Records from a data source

----

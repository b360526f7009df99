use ndarray::Array2;
use rand::Rng;
use serde::{Deserialize, Serialize};

use crate::*;

pub trait BoardGenerator {
    fn generate<R: Rng + ?Sized>(&self, size: Coord2, rng: &mut R) -> Result<Board>;
}

/// Naive generation: every cell is a mine with the same probability.
///
/// There is no padding around the first click and no guarantee of a minimum
/// number of safe cells.
#[derive(Copy, Clone, Debug, PartialEq, Serialize, Deserialize)]
pub struct RandomBoardGenerator {
    mine_probability: f64,
}

impl RandomBoardGenerator {
    /// One mine for every five safe cells.
    pub const DEFAULT_MINE_PROBABILITY: f64 = 1.0 / 6.0;

    pub fn new(mine_probability: f64) -> Self {
        let mine_probability = if mine_probability.is_nan() {
            log::warn!("Mine probability is not a number, using the default");
            Self::DEFAULT_MINE_PROBABILITY
        } else if !(0.0..=1.0).contains(&mine_probability) {
            log::warn!("Mine probability {mine_probability} out of range, clamped");
            mine_probability.clamp(0.0, 1.0)
        } else {
            mine_probability
        };
        Self { mine_probability }
    }

    pub fn mine_probability(&self) -> f64 {
        self.mine_probability
    }
}

impl Default for RandomBoardGenerator {
    fn default() -> Self {
        Self::new(Self::DEFAULT_MINE_PROBABILITY)
    }
}

impl BoardGenerator for RandomBoardGenerator {
    fn generate<R: Rng + ?Sized>(&self, size: Coord2, rng: &mut R) -> Result<Board> {
        if size.0 == 0 || size.1 == 0 {
            return Err(GameError::InvalidBoardShape);
        }

        let mine_mask =
            Array2::from_shape_fn(size.to_nd_index(), |_| rng.random_bool(self.mine_probability));
        let board = Board::from_mine_mask(&mine_mask)?;
        log::debug!(
            "generated {}x{} board with {} mines",
            size.0,
            size.1,
            board.mine_count()
        );
        Ok(board)
    }
}

/// Generates a `rows x cols` board where each cell is a mine with `mine_probability`.
pub fn generate<R: Rng + ?Sized>(size: Coord2, mine_probability: f64, rng: &mut R) -> Result<Board> {
    RandomBoardGenerator::new(mine_probability).generate(size, rng)
}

----

• [Description of the task]:
Starting at the line that contains "let board = Board::from_mine_mask(&mine_mask)?;", reproduce each line through the end of the records exactly, both ends included.

• [Completed exercise]:
        let board = Board::from_mine_mask(&mine_mask)?;
        log::debug!(
            "generated {}x{} board with {} mines",
            size.0,
            size.1,
            board.mine_count()
        );
        Ok(board)
    }
}

/// Generates a `rows x cols` board where each cell is a mine with `mine_probability`.
pub fn generate<R: Rng + ?Sized>(size: Coord2, mine_probability: f64, rng: &mut R) -> Result<Board> {
    RandomBoardGenerator::new(mine_probability).generate(size, rng)
}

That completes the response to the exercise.